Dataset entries
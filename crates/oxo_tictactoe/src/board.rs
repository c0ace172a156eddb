//! The 3x3 board: one complete game configuration.
//!
//! A [`Board`] carries nothing but its nine squares. Two boards reached by
//! different move orders compare equal and produce the same [`BoardKey`],
//! which is what lets the solver share results between transpositions.

use crate::error::MoveError;
use crate::position::Position;
use crate::rules;
use crate::types::{GameStatus, Player, Score, Square};
use serde::{Deserialize, Serialize};
use std::str::FromStr;
use tracing::{instrument, trace};

/// Compact key derived from every square of a board.
///
/// Squares are read as base-3 digits (`Empty = 0`, `X = 1`, `O = 2`),
/// index 0 most significant. The encoding is injective, so keys are equal
/// exactly when boards are equal.
#[derive(
    Debug, Clone, Copy, PartialEq, Eq, Hash, PartialOrd, Ord, Serialize, Deserialize,
    derive_more::Display,
)]
pub struct BoardKey(u16);

impl BoardKey {
    /// Raw encoded value (below 3^9).
    pub fn value(self) -> u16 {
        self.0
    }
}

/// 3x3 tic-tac-toe board.
#[derive(Debug, Clone, PartialEq, Eq, Hash, Serialize, Deserialize)]
pub struct Board {
    /// Squares in row-major order (0-8).
    squares: [Square; 9],
}

impl Board {
    /// Creates a new empty board.
    pub fn new() -> Self {
        Self {
            squares: [Square::Empty; 9],
        }
    }

    /// Gets the square at the given position.
    pub fn get(&self, pos: Position) -> Square {
        self.squares[pos.to_index()]
    }

    /// Sets the square at the given position, bypassing move legality.
    pub(crate) fn set(&mut self, pos: Position, square: Square) {
        self.squares[pos.to_index()] = square;
    }

    /// Checks if a square is empty.
    pub fn is_empty(&self, pos: Position) -> bool {
        self.get(pos) == Square::Empty
    }

    /// Returns all squares.
    pub fn squares(&self) -> &[Square; 9] {
        &self.squares
    }

    /// Number of occupied squares.
    pub fn occupied_count(&self) -> usize {
        self.squares.iter().filter(|s| **s != Square::Empty).count()
    }

    /// Every empty position, in ascending board order.
    pub fn legal_moves(&self) -> Vec<Position> {
        Position::ALL
            .iter()
            .copied()
            .filter(|pos| self.is_empty(*pos))
            .collect()
    }

    /// Places `player`'s mark at `position`.
    ///
    /// Only the target square changes. Clone first to keep the original.
    ///
    /// # Errors
    ///
    /// Returns [`MoveError::IllegalMove`] if the square is occupied.
    #[instrument(level = "trace", skip(self))]
    pub fn apply_move(&mut self, player: Player, position: Position) -> Result<(), MoveError> {
        if !self.is_empty(position) {
            return Err(MoveError::IllegalMove(position));
        }
        self.set(position, Square::Occupied(player));
        trace!(key = %self.key(), "Move applied");
        Ok(())
    }

    /// Returns a copy of this board with the move applied.
    ///
    /// # Errors
    ///
    /// Returns [`MoveError::IllegalMove`] if the square is occupied.
    pub fn with_move(&self, player: Player, position: Position) -> Result<Board, MoveError> {
        let mut child = self.clone();
        child.apply_move(player, position)?;
        Ok(child)
    }

    /// Winner of the first completed line, if any.
    pub fn winner(&self) -> Option<Player> {
        rules::check_winner(self)
    }

    /// Whether the game on this board is over.
    pub fn is_terminal(&self) -> bool {
        rules::is_full(self) || self.winner().is_some()
    }

    /// Won, drawn, or still in progress.
    pub fn status(&self) -> GameStatus {
        match self.winner() {
            Some(player) => GameStatus::Won(player),
            None if rules::is_draw(self) => GameStatus::Draw,
            None => GameStatus::InProgress,
        }
    }

    /// Scores the board relative to `player`.
    ///
    /// A board still in progress scores [`Score::Draw`], which says nothing
    /// about the game. Use [`Board::terminal_score`] when that matters.
    pub fn score(&self, player: Player) -> Score {
        match self.winner() {
            Some(winner) if winner == player => Score::Win,
            Some(_) => Score::Loss,
            None => Score::Draw,
        }
    }

    /// Scores the board relative to `player` only if the game is over.
    pub fn terminal_score(&self, player: Player) -> Option<Score> {
        self.is_terminal().then(|| self.score(player))
    }

    /// Stable key for this exact configuration.
    pub fn key(&self) -> BoardKey {
        let value = self.squares.iter().fold(0u16, |acc, square| {
            let digit = match square {
                Square::Empty => 0,
                Square::Occupied(Player::X) => 1,
                Square::Occupied(Player::O) => 2,
            };
            acc * 3 + digit
        });
        BoardKey(value)
    }
}

impl Default for Board {
    fn default() -> Self {
        Self::new()
    }
}

impl std::fmt::Display for Board {
    /// Draws the grid with empty squares shown as their slot number.
    fn fmt(&self, f: &mut std::fmt::Formatter<'_>) -> std::fmt::Result {
        for row in 0..3 {
            for col in 0..3 {
                let pos = row * 3 + col;
                let symbol = match self.squares[pos] {
                    Square::Empty => char::from(b'1' + pos as u8),
                    Square::Occupied(player) => player.symbol(),
                };
                write!(f, " {} ", symbol)?;
                if col < 2 {
                    f.write_str("|")?;
                }
            }
            if row < 2 {
                f.write_str("\n---+---+---\n")?;
            }
        }
        Ok(())
    }
}

impl FromStr for Board {
    type Err = MoveError;

    /// Reads nine cells: `X`/`O` in either case for marks, and `_`, `.`,
    /// `-`, space or a digit for empty. `/` and `|` separate rows and are
    /// skipped.
    #[instrument]
    fn from_str(s: &str) -> Result<Self, Self::Err> {
        let mut board = Board::new();
        let mut count = 0;
        for c in s.chars().filter(|c| !matches!(c, '/' | '|' | '\n' | '\r')) {
            let square = match c.to_ascii_uppercase() {
                'X' => Square::Occupied(Player::X),
                'O' => Square::Occupied(Player::O),
                '_' | '.' | '-' | ' ' => Square::Empty,
                d if d.is_ascii_digit() => Square::Empty,
                other => {
                    return Err(MoveError::MalformedBoard(format!(
                        "unexpected character {:?}",
                        other
                    )));
                }
            };
            let Some(pos) = Position::from_index(count) else {
                return Err(MoveError::MalformedBoard(format!(
                    "more than 9 cells in {:?}",
                    s
                )));
            };
            board.set(pos, square);
            count += 1;
        }

        if count != 9 {
            return Err(MoveError::MalformedBoard(format!(
                "expected 9 cells, found {}",
                count
            )));
        }
        Ok(board)
    }
}

#[cfg(test)]
mod tests {
    use super::*;

    #[test]
    fn test_new_board_is_empty() {
        let board = Board::new();
        assert_eq!(board.legal_moves(), Position::ALL.to_vec());
        assert_eq!(board.status(), GameStatus::InProgress);
        assert!(!board.is_terminal());
        assert_eq!(board.key().value(), 0);
    }

    #[test]
    fn test_status_agrees_with_rules() {
        for text in ["XOX/OXO/OXO", "XXX/OOX/XOO", "XX_/OO_/___", "_________"] {
            let board: Board = text.parse().unwrap();
            assert_eq!(board.status() == GameStatus::Draw, rules::is_draw(&board), "{}", text);
        }
    }

    #[test]
    fn test_apply_move_sets_only_target() {
        let mut board = Board::new();
        board.apply_move(Player::X, Position::Center).unwrap();
        for pos in Position::ALL {
            let expected = if pos == Position::Center {
                Square::Occupied(Player::X)
            } else {
                Square::Empty
            };
            assert_eq!(board.get(pos), expected);
        }
    }

    #[test]
    fn test_occupied_square_rejected() {
        let mut board = Board::new();
        board.apply_move(Player::X, Position::Center).unwrap();
        let before = board.clone();
        assert_eq!(
            board.apply_move(Player::O, Position::Center),
            Err(MoveError::IllegalMove(Position::Center))
        );
        assert_eq!(board, before);
    }

    #[test]
    fn test_with_move_leaves_original() {
        let board = Board::new();
        let child = board.with_move(Player::O, Position::TopLeft).unwrap();
        assert!(board.is_empty(Position::TopLeft));
        assert_eq!(child.get(Position::TopLeft), Square::Occupied(Player::O));
    }

    #[test]
    fn test_key_distinguishes_players() {
        let x = Board::new().with_move(Player::X, Position::BottomRight).unwrap();
        let o = Board::new().with_move(Player::O, Position::BottomRight).unwrap();
        assert_eq!(x.key().value(), 1);
        assert_eq!(o.key().value(), 2);

        let corner = Board::new().with_move(Player::X, Position::TopLeft).unwrap();
        assert_eq!(corner.key().value(), 3u16.pow(8));
    }

    #[test]
    fn test_full_board_key_in_range() {
        let board: Board = "OOO/OOO/OOO".parse().unwrap();
        assert_eq!(board.key().value(), 3u16.pow(9) - 1);
    }

    #[test]
    fn test_display_shows_slots() {
        let board: Board = "X__/_O_/___".parse().unwrap();
        let text = board.to_string();
        assert_eq!(
            text,
            " X | 2 | 3 \n---+---+---\n 4 | O | 6 \n---+---+---\n 7 | 8 | 9 "
        );
    }

    #[test]
    fn test_parse_rejects_bad_input() {
        assert!(matches!(
            "XX".parse::<Board>(),
            Err(MoveError::MalformedBoard(_))
        ));
        assert!(matches!(
            "XXOOXXOOXX".parse::<Board>(),
            Err(MoveError::MalformedBoard(_))
        ));
        assert!(matches!(
            "XXO/OZX/___".parse::<Board>(),
            Err(MoveError::MalformedBoard(_))
        ));
    }

    #[test]
    fn test_parse_accepts_digits_as_empty() {
        let board: Board = "123456789".parse().unwrap();
        assert_eq!(board, Board::new());
        let board: Board = "x.o|...|..X".parse().unwrap();
        assert_eq!(board.get(Position::TopLeft), Square::Occupied(Player::X));
        assert_eq!(board.get(Position::TopRight), Square::Occupied(Player::O));
        assert_eq!(board.get(Position::BottomRight), Square::Occupied(Player::X));
    }
}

**WHAT YOU SHOULD DO:** Wherever "BottomRight" turns up in the records, copy the whole line.

**RESULT:**
        let x = Board::new().with_move(Player::X, Position::BottomRight).unwrap();
        let o = Board::new().with_move(Player::O, Position::BottomRight).unwrap();
        assert_eq!(board.get(Position::BottomRight), Square::Occupied(Player::X));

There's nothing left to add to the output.